Stored data entries:
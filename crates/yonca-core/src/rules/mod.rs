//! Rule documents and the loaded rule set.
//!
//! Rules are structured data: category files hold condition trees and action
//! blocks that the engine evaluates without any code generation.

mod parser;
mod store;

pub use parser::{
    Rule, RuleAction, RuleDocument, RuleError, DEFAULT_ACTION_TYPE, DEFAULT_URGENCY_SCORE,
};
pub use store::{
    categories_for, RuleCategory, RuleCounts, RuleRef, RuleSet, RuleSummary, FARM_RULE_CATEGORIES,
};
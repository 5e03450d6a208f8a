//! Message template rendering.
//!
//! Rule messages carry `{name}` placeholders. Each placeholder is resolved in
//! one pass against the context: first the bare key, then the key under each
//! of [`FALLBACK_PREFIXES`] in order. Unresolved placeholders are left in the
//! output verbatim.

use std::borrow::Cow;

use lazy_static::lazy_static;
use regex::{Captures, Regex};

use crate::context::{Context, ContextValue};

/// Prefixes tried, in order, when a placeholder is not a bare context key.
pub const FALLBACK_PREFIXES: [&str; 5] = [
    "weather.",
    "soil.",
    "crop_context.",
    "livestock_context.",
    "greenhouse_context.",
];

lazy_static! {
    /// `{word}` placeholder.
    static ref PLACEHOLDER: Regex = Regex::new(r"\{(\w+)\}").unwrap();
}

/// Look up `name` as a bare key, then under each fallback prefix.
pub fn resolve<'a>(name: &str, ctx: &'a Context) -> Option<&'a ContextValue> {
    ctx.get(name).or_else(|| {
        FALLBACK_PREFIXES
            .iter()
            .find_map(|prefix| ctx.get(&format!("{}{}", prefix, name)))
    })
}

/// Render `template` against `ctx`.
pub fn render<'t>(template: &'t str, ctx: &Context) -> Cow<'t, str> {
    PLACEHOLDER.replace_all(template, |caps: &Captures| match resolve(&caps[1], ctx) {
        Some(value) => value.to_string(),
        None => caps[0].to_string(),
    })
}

==

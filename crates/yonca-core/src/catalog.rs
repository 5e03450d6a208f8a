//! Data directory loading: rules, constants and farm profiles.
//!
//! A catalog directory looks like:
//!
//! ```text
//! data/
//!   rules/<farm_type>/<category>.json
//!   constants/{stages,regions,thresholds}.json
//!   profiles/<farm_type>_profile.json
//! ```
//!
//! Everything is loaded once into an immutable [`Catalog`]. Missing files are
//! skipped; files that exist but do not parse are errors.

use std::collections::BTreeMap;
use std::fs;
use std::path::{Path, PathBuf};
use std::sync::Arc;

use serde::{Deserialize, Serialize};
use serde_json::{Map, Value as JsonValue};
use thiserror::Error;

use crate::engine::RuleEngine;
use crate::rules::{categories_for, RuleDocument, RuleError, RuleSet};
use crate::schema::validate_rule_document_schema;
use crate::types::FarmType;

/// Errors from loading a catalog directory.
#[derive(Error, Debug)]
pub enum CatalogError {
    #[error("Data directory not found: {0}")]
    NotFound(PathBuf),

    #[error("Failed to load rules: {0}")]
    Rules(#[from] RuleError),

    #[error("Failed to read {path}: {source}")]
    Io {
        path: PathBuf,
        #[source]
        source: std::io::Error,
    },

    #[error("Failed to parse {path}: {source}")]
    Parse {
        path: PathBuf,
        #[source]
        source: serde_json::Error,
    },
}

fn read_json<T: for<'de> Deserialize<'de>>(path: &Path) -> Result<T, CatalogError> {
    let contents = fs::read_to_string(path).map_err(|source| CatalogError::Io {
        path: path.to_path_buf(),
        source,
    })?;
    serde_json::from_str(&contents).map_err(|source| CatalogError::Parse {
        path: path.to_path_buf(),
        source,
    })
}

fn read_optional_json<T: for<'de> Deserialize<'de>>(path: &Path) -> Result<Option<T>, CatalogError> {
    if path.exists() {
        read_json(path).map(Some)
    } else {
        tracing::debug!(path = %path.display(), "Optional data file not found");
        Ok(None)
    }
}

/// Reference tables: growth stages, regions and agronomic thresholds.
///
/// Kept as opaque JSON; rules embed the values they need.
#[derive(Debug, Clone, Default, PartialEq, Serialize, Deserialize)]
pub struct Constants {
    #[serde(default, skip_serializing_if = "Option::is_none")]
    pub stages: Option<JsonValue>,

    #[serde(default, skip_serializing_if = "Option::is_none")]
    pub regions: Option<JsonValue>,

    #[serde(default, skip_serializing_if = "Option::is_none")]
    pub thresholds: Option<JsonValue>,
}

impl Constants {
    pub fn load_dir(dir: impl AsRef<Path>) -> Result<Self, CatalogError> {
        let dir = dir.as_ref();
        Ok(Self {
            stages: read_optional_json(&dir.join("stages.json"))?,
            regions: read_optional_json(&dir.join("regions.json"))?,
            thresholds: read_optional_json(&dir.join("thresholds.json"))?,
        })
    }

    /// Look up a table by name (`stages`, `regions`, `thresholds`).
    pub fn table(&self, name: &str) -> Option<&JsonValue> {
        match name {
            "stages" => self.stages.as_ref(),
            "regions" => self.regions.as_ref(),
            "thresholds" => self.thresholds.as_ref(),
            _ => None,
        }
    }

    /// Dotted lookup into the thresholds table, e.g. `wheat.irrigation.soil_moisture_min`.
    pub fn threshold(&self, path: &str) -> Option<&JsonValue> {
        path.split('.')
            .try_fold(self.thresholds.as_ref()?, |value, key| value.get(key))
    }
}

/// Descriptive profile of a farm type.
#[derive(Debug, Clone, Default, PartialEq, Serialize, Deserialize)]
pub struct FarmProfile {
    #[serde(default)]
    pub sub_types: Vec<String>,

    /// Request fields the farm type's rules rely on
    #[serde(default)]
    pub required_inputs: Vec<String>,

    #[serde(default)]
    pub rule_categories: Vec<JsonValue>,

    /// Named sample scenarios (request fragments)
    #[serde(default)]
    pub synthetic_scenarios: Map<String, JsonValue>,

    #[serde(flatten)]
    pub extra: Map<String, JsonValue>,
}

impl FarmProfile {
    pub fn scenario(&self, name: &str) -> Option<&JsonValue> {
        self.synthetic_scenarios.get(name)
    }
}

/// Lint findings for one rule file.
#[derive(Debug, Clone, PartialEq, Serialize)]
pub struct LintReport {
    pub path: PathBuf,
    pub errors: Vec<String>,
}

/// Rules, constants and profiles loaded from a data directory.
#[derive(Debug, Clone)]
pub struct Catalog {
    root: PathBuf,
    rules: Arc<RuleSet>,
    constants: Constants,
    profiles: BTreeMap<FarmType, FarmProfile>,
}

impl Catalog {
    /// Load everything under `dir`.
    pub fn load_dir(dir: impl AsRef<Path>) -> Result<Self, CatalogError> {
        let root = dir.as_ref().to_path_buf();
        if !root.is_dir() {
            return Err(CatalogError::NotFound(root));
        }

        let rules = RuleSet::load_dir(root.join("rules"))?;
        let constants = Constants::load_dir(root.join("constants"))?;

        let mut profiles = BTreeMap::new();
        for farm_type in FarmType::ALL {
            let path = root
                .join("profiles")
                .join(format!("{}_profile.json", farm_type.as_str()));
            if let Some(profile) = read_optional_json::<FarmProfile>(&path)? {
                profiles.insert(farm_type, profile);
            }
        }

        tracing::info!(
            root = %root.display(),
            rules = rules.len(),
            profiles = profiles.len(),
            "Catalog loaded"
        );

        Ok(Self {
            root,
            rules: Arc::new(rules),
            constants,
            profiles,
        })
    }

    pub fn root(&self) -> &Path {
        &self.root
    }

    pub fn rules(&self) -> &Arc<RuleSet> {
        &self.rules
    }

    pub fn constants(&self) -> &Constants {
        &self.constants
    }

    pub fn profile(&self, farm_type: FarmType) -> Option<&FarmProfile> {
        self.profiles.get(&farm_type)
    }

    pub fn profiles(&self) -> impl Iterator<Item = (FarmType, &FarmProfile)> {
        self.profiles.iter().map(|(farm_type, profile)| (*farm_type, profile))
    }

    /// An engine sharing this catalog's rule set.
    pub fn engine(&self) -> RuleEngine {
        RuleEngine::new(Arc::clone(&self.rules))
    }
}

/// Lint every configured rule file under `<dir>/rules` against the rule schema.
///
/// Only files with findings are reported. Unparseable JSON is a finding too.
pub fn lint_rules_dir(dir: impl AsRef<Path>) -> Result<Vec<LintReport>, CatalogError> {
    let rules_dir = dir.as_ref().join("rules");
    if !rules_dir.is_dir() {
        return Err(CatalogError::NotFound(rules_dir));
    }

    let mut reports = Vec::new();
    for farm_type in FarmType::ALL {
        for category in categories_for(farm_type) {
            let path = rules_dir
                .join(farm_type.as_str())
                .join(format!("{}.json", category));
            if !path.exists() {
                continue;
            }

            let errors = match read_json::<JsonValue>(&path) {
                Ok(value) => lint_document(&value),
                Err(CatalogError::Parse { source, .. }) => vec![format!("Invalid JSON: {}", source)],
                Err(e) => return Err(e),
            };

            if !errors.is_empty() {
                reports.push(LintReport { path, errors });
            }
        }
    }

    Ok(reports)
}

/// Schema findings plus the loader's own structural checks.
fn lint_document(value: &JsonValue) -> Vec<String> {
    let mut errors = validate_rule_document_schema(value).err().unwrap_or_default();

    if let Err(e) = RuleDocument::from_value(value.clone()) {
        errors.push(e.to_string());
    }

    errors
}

● Exercise
Repeat word for word the lines above that run from the line containing "self.profiles.get(&farm_type)" through the line containing "let mut errors", both ends included, and nothing else.

● Expected answer
        self.profiles.get(&farm_type)
    }

    pub fn profiles(&self) -> impl Iterator<Item = (FarmType, &FarmProfile)> {
        self.profiles.iter().map(|(farm_type, profile)| (*farm_type, profile))
    }

    /// An engine sharing this catalog's rule set.
    pub fn engine(&self) -> RuleEngine {
        RuleEngine::new(Arc::clone(&self.rules))
    }
}

/// Lint every configured rule file under `<dir>/rules` against the rule schema.
///
/// Only files with findings are reported. Unparseable JSON is a finding too.
pub fn lint_rules_dir(dir: impl AsRef<Path>) -> Result<Vec<LintReport>, CatalogError> {
    let rules_dir = dir.as_ref().join("rules");
    if !rules_dir.is_dir() {
        return Err(CatalogError::NotFound(rules_dir));
    }

    let mut reports = Vec::new();
    for farm_type in FarmType::ALL {
        for category in categories_for(farm_type) {
            let path = rules_dir
                .join(farm_type.as_str())
                .join(format!("{}.json", category));
            if !path.exists() {
                continue;
            }

            let errors = match read_json::<JsonValue>(&path) {
                Ok(value) => lint_document(&value),
                Err(CatalogError::Parse { source, .. }) => vec![format!("Invalid JSON: {}", source)],
                Err(e) => return Err(e),
            };

            if !errors.is_empty() {
                reports.push(LintReport { path, errors });
            }
        }
    }

    Ok(reports)
}

/// Schema findings plus the loader's own structural checks.
fn lint_document(value: &JsonValue) -> Vec<String> {
    let mut errors = validate_rule_document_schema(value).err().unwrap_or_default();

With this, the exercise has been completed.